Also, the main difference between my script and the example script is in the seeding; I start by determining the starting locations of my floats using previously saved lat/lon coordinates corresponding to all the "coastal" release sites I want to seed from, ie all of the model grid points within 10km of the coast. For each lat/lon coordinate, I seed at depths down to 20m, at intervals of 5m. This is how I end up with ~12,000 floats for a single release time. I construct lists of lon,lat, and z, and then I pass these to o.seed(), along with the single starting time. I then call o.run() with the outfile (and buffer length, for testing) as the only argument, though previously I was also passing "run duration" and the calculation and saving timesteps. No matter the arguments to o.run(), I'd get the same monotonic increases as the run progressed.

For the reader, I used:

his_file_1 = ".../model_output_dir/model_avg_*.nc"
r = reader_ROMS_native.Reader(his_file_1)
o.add_reader(r)

Maybe you can think of another way to test what I'm doing, or I can perhaps send a link to model data from my group and a version of my script that uses that data (I should do this for my own sanity, as well)

knutfrode · 2024-03-12T07:39:17Z

knutfrode
Mar 12, 2024
Maintainer

Could you make one or two of these ROMS files available for testing?
Alternatively, paste here the output from ncdump.

Also it could be useful to see your full script that leads to memory problems.

0 replies

brucelaughlin · 2024-03-12T20:26:20Z

brucelaughlin
Mar 12, 2024
Author

Hi Knut,

Thanks for your continued help. Please let me know if the following link doesn't work:

https://drive.google.com/drive/folders/1SFrCu0EgelI1FoKelTSyaOqxje6Rp0wQ?usp=drive_link

It should take you to a Google Drive folder containing my script, a single ".p" (Pickle) file from which initial lon/lat coordinates of floats are read, and 10 netCDF forcing files from our circulation model.

Otherwise, I can easily paste the script here, if that's best.

Thank you,
Bruce

0 replies

brucelaughlin · 2024-03-20T18:08:59Z

brucelaughlin
Mar 20, 2024
Author

Hi, were you able to look at those files? Everything should run if it's all in the same directory. I'm still unable to get a single seeding of 12000 floats to run for 90 days; see the picture of memory usage, before crashing:

3 replies

brucelaughlin Mar 20, 2024
Author

@knutfrode

brucelaughlin Mar 20, 2024
Author

Here's the same plot, when I use OceanDrift and the standard reader_ROMS_native, again for ~12000 particles seeded once, running for 90 days.

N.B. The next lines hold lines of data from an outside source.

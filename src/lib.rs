//! Receipt Review CLI
//!
//! バックエンドでレシート画像を抽出し、端末上で確認・保存する

pub mod cli;
pub mod client;
pub mod config;
pub mod error;
pub mod progress;
pub mod review;
pub mod scanner;
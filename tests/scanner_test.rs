//! 画像スキャンのテスト

use receipt_review::scanner;
use std::fs::File;
use std::io::Write;
use tempfile::tempdir;

#[test]
fn test_scan_folder_with_images() {
    let dir = tempdir().expect("Failed to create temp dir");

    File::create(dir.path().join("test1.jpg")).unwrap().write_all(b"dummy").unwrap();
    File::create(dir.path().join("test2.JPG")).unwrap().write_all(b"dummy").unwrap();
    File::create(dir.path().join("test3.png")).unwrap().write_all(b"dummy").unwrap();
    File::create(dir.path().join("readme.txt")).unwrap().write_all(b"text").unwrap();

    let result = scanner::scan_folder(dir.path()).unwrap();
    assert_eq!(result.len(), 3);
    assert_eq!(result[0].file_name, "test1.jpg");
    assert_eq!(result[1].file_name, "test2.JPG");
    assert_eq!(result[2].file_name, "test3.png");
}

#[test]
fn test_images_sorted_by_filename() {
    let dir = tempdir().expect("Failed to create temp dir");

    File::create(dir.path().join("c.jpg")).unwrap();
    File::create(dir.path().join("a.jpg")).unwrap();
    File::create(dir.path().join("b.jpg")).unwrap();

    let result = scanner::scan_folder(dir.path()).unwrap();
    let names: Vec<&str> = result.iter().map(|i| i.file_name.as_str()).collect();
    assert_eq!(names, vec!["a.jpg", "b.jpg", "c.jpg"]);
}

/// サブフォルダは対象外
#[test]
fn test_scan_is_not_recursive() {
    let dir = tempdir().expect("Failed to create temp dir");
    std::fs::create_dir(dir.path().join("sub")).unwrap();
    File::create(dir.path().join("sub").join("inner.jpg")).unwrap();
    File::create(dir.path().join("top.jpg")).unwrap();

    let result = scanner::scan_folder(dir.path()).unwrap();
    assert_eq!(result.len(), 1);
    assert_eq!(result[0].file_name, "top.jpg");
}

/// ファイルとフォルダの混在指定は指定順
#[test]
fn test_collect_mixed_paths_keeps_order() {
    let dir = tempdir().expect("Failed to create temp dir");
    let folder = dir.path().join("batch");
    std::fs::create_dir(&folder).unwrap();
    File::create(folder.join("b.png")).unwrap();
    File::create(folder.join("a.jpg")).unwrap();

    let single = dir.path().join("z.jpeg");
    File::create(&single).unwrap();
    let ignored = dir.path().join("notes.txt");
    File::create(&ignored).unwrap();

    let result = scanner::collect_images(&[single.clone(), folder, ignored]).unwrap();
    let names: Vec<&str> = result.iter().map(|i| i.file_name.as_str()).collect();
    assert_eq!(names, vec!["z.jpeg", "a.jpg", "b.png"]);
    assert_eq!(result[0].path, single);
}
//! 処理キューのモデル
//!
//! アップロードされたファイル1件ごとの状態を保持する。
//! `U` はアップロードの実体（ブラウザでは `web_sys::File`、CLIではパス）。
//!
//! 抽出結果のマージはファイル名で対象を探す。結果の到着順に依存しない。

use crate::types::{ExtractedData, ExtractionResult, FieldName, Issue};
use serde::Serialize;

/// キュー項目
#[derive(Debug, Clone, Serialize)]
pub struct QueueItem<U> {
    /// キュー内で一意なID
    pub id: u64,
    pub name: String,
    #[serde(skip)]
    pub upload: U,
    /// プレビュー用URL（ブラウザではObject URL）
    pub image_url: String,
    pub processed: bool,
    pub saved: bool,
    pub is_duplicate: bool,
    pub error: Option<String>,
    pub extracted_data: Option<ExtractedData>,
    pub confidence: Option<f64>,
    pub needs_review: bool,
    pub issues: Vec<Issue>,
    pub receipt_type: Option<String>,
    pub temp_id: Option<String>,
    pub archive_path: Option<String>,
}

/// キュー項目の表示ステータス
#[derive(Debug, Clone, Copy, PartialEq, Eq)]
pub enum QueueStatus {
    Pending,
    Processed,
    NeedsReview,
    Duplicate,
    Failed,
    Saved,
}

impl QueueStatus {
    pub fn as_str(&self) -> &'static str {
        match self {
            QueueStatus::Pending => "pending",
            QueueStatus::Processed => "processed",
            QueueStatus::NeedsReview => "needs-review",
            QueueStatus::Duplicate => "duplicate",
            QueueStatus::Failed => "failed",
            QueueStatus::Saved => "saved",
        }
    }

    pub fn label(&self) -> &'static str {
        match self {
            QueueStatus::Pending => "قيد الانتظار",
            QueueStatus::Processed => "معالج",
            QueueStatus::NeedsReview => "يحتاج مراجعة",
            QueueStatus::Duplicate => "مكرر",
            QueueStatus::Failed => "فشل",
            QueueStatus::Saved => "محفوظ",
        }
    }
}

impl<U> QueueItem<U> {
    fn new(id: u64, name: String, upload: U, image_url: String) -> Self {
        Self {
            id,
            name,
            upload,
            image_url,
            processed: false,
            saved: false,
            is_duplicate: false,
            error: None,
            extracted_data: None,
            confidence: None,
            needs_review: false,
            issues: Vec::new(),
            receipt_type: None,
            temp_id: None,
            archive_path: None,
        }
    }

    pub fn status(&self) -> QueueStatus {
        if self.saved {
            QueueStatus::Saved
        } else if !self.processed {
            QueueStatus::Pending
        } else if self.error.is_some() {
            QueueStatus::Failed
        } else if self.is_duplicate {
            QueueStatus::Duplicate
        } else if self.needs_review {
            QueueStatus::NeedsReview
        } else {
            QueueStatus::Processed
        }
    }

    pub fn critical_issues(&self) -> impl Iterator<Item = &Issue> {
        self.issues.iter().filter(|i| i.is_critical())
    }

    pub fn has_critical_issues(&self) -> bool {
        self.critical_issues().next().is_some()
    }

    /// 抽出データ中の取引番号
    pub fn transaction_id(&self) -> Option<&str> {
        self.extracted_data.as_ref().and_then(|d| d.transaction_id())
    }
}

/// 1ファイル分の処理結果
#[derive(Debug, Clone, PartialEq)]
pub enum FileOutcome {
    Extracted {
        result: ExtractionResult,
        is_duplicate: bool,
    },
    Failed {
        message: String,
    },
}

impl FileOutcome {
    pub fn is_duplicate(&self) -> bool {
        matches!(self, FileOutcome::Extracted { is_duplicate: true, .. })
    }

    /// 要確認（重複は除く）
    pub fn needs_review(&self) -> bool {
        matches!(
            self,
            FileOutcome::Extracted { result, is_duplicate: false } if result.needs_review
        )
    }

    pub fn is_success(&self) -> bool {
        matches!(self, FileOutcome::Extracted { .. })
    }
}

/// フィールド編集の結果
#[derive(Debug, Clone, PartialEq, Eq)]
pub enum EditOutcome {
    /// 対象なし、または保存済みで変更不可
    Ignored,
    Updated,
    /// 取引番号が変わったので重複を再確認する
    RecheckDuplicate { item_id: u64, transaction_id: String },
}

/// 確定できない理由
#[derive(Debug, Clone, Copy, PartialEq, Eq)]
pub enum ConfirmBlock {
    NoItem,
    NotProcessed,
    AlreadySaved,
    Saving,
    Duplicate,
    CriticalIssues,
}

/// 処理キュー
#[derive(Debug, Clone)]
pub struct ProcessingQueue<U> {
    items: Vec<QueueItem<U>>,
    current: usize,
    next_id: u64,
}

impl<U> Default for ProcessingQueue<U> {
    fn default() -> Self {
        Self {
            items: Vec::new(),
            current: 0,
            next_id: 0,
        }
    }
}

impl<U> ProcessingQueue<U> {
    pub fn new() -> Self {
        Self::default()
    }

    /// 新しいファイルを末尾に追加してIDを返す
    pub fn push(&mut self, name: impl Into<String>, upload: U, image_url: impl Into<String>) -> u64 {
        self.next_id += 1;
        let id = self.next_id;
        self.items
            .push(QueueItem::new(id, name.into(), upload, image_url.into()));
        id
    }

    pub fn len(&self) -> usize {
        self.items.len()
    }

    pub fn is_empty(&self) -> bool {
        self.items.is_empty()
    }

    pub fn items(&self) -> &[QueueItem<U>] {
        &self.items
    }

    pub fn get(&self, index: usize) -> Option<&QueueItem<U>> {
        self.items.get(index)
    }

    pub fn current_index(&self) -> usize {
        self.current
    }

    pub fn current(&self) -> Option<&QueueItem<U>> {
        self.items.get(self.current)
    }

    pub fn position_of(&self, item_id: u64) -> Option<usize> {
        self.items.iter().position(|i| i.id == item_id)
    }

    pub fn by_id(&self, item_id: u64) -> Option<&QueueItem<U>> {
        self.items.iter().find(|i| i.id == item_id)
    }

    fn by_id_mut(&mut self, item_id: u64) -> Option<&mut QueueItem<U>> {
        self.items.iter_mut().find(|i| i.id == item_id)
    }

    /// 処理結果をファイル名で該当項目にマージする
    ///
    /// 同名が複数ある場合は未処理の先頭が対象。
    /// 対象が無い（処理中に削除された）場合は何もしない。
    pub fn apply_outcome(&mut self, name: &str, outcome: FileOutcome) -> Option<usize> {
        let index = self
            .items
            .iter()
            .position(|i| i.name == name && !i.processed)?;
        let item = &mut self.items[index];
        item.processed = true;

        match outcome {
            FileOutcome::Extracted { result, is_duplicate } => {
                item.error = None;
                item.extracted_data = Some(result.data);
                item.confidence = Some(result.overall_confidence);
                item.needs_review = result.needs_review;
                item.issues = result.issues;
                item.receipt_type = result.receipt_type;
                item.temp_id = result.temp_id;
                item.archive_path = result.archive_path;
                item.is_duplicate = is_duplicate;
            }
            FileOutcome::Failed { message } => {
                item.error = Some(message);
            }
        }

        tracing::debug!(file = name, index, "merged extraction outcome");
        Some(index)
    }

    /// 表示中の項目を切り替える（範囲外は無視）
    pub fn select(&mut self, index: usize) -> bool {
        if index < self.items.len() {
            self.current = index;
            true
        } else {
            false
        }
    }

    pub fn next(&mut self) -> bool {
        if self.current + 1 < self.items.len() {
            self.current += 1;
            true
        } else {
            false
        }
    }

    pub fn previous(&mut self) -> bool {
        if self.current > 0 {
            self.current -= 1;
            true
        } else {
            false
        }
    }

    pub fn has_next(&self) -> bool {
        self.current + 1 < self.items.len()
    }

    pub fn has_previous(&self) -> bool {
        self.current > 0
    }

    /// 1件削除して、解放すべきプレビューURLを返す
    pub fn remove(&mut self, index: usize) -> Option<String> {
        if index >= self.items.len() {
            return None;
        }
        let removed = self.items.remove(index);

        if index < self.current {
            self.current -= 1;
        }
        if self.current >= self.items.len() {
            self.current = self.items.len().saturating_sub(1);
        }

        Some(removed.image_url)
    }

    /// 全件削除して、解放すべきプレビューURLをすべて返す
    pub fn remove_all(&mut self) -> Vec<String> {
        self.current = 0;
        self.items.drain(..).map(|i| i.image_url).collect()
    }

    /// フィールドを編集する（保存済みは変更不可）
    pub fn edit_field(&mut self, index: usize, field: FieldName, value: &str) -> EditOutcome {
        let Some(item) = self.items.get_mut(index) else {
            return EditOutcome::Ignored;
        };
        if item.saved {
            return EditOutcome::Ignored;
        }
        let Some(data) = item.extracted_data.as_mut() else {
            return EditOutcome::Ignored;
        };

        data.set_value(field, value);

        if field == FieldName::TransactionId && !value.trim().is_empty() {
            EditOutcome::RecheckDuplicate {
                item_id: item.id,
                transaction_id: value.trim().to_string(),
            }
        } else {
            EditOutcome::Updated
        }
    }

    /// 重複フラグを更新する（保存済みは変更しない）
    pub fn set_duplicate(&mut self, item_id: u64, exists: bool) -> bool {
        match self.by_id_mut(item_id) {
            Some(item) if !item.saved => {
                item.is_duplicate = exists;
                true
            }
            _ => false,
        }
    }

    /// 保存済みにする（重複は保存済みにしない）
    pub fn mark_saved(&mut self, item_id: u64) -> bool {
        match self.by_id_mut(item_id) {
            Some(item) if !item.is_duplicate => {
                item.saved = true;
                true
            }
            _ => false,
        }
    }

    /// 確定できない理由（確定可能ならNone）
    pub fn confirm_block(&self, index: usize, saving: bool) -> Option<ConfirmBlock> {
        let Some(item) = self.items.get(index) else {
            return Some(ConfirmBlock::NoItem);
        };

        if saving {
            Some(ConfirmBlock::Saving)
        } else if item.saved {
            Some(ConfirmBlock::AlreadySaved)
        } else if !item.processed || item.extracted_data.is_none() {
            Some(ConfirmBlock::NotProcessed)
        } else if item.is_duplicate {
            Some(ConfirmBlock::Duplicate)
        } else if item.has_critical_issues() {
            Some(ConfirmBlock::CriticalIssues)
        } else {
            None
        }
    }

    pub fn can_confirm(&self, index: usize, saving: bool) -> bool {
        self.confirm_block(index, saving).is_none()
    }

    /// 指定位置より後ろで最初の未保存項目
    pub fn next_unsaved_after(&self, index: usize) -> Option<usize> {
        self.items
            .iter()
            .enumerate()
            .skip(index + 1)
            .find(|(_, i)| !i.saved)
            .map(|(idx, _)| idx)
    }

    pub fn saved_count(&self) -> usize {
        self.items.iter().filter(|i| i.saved).count()
    }

    pub fn pending_count(&self) -> usize {
        self.items.iter().filter(|i| !i.processed).count()
    }
}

brucelaughlin Mar 20, 2024
Author

In the previous plot from the run that failed, I had a long list of export variables (our model saves a lot of biological variables that I want to track). That run also used my custom model and reader. In the plot here, using OceanDrift and reader_ROMS_native, I don't include an export variable list when calling to o.run().

knutfrode · 2024-03-20T22:29:21Z

knutfrode
Mar 20, 2024
Maintainer

The script (unchanged) worked well on my laptop, and spend about 2 minutes, producing an output file of 269MB.
How did you monitor the memory usage?
It might be useful to add logging of memory per timestep to OpenDrift, so that it can be plotted afterwards with something like o.plot_memory_usage()

3 replies

brucelaughlin Mar 20, 2024
Author

Thanks for running it. I am also to able run this quickly with no problems. I just wanted to show that, even with this short run, the beginnings of the trend of ever-increasing memory usage were appearing (at least for me).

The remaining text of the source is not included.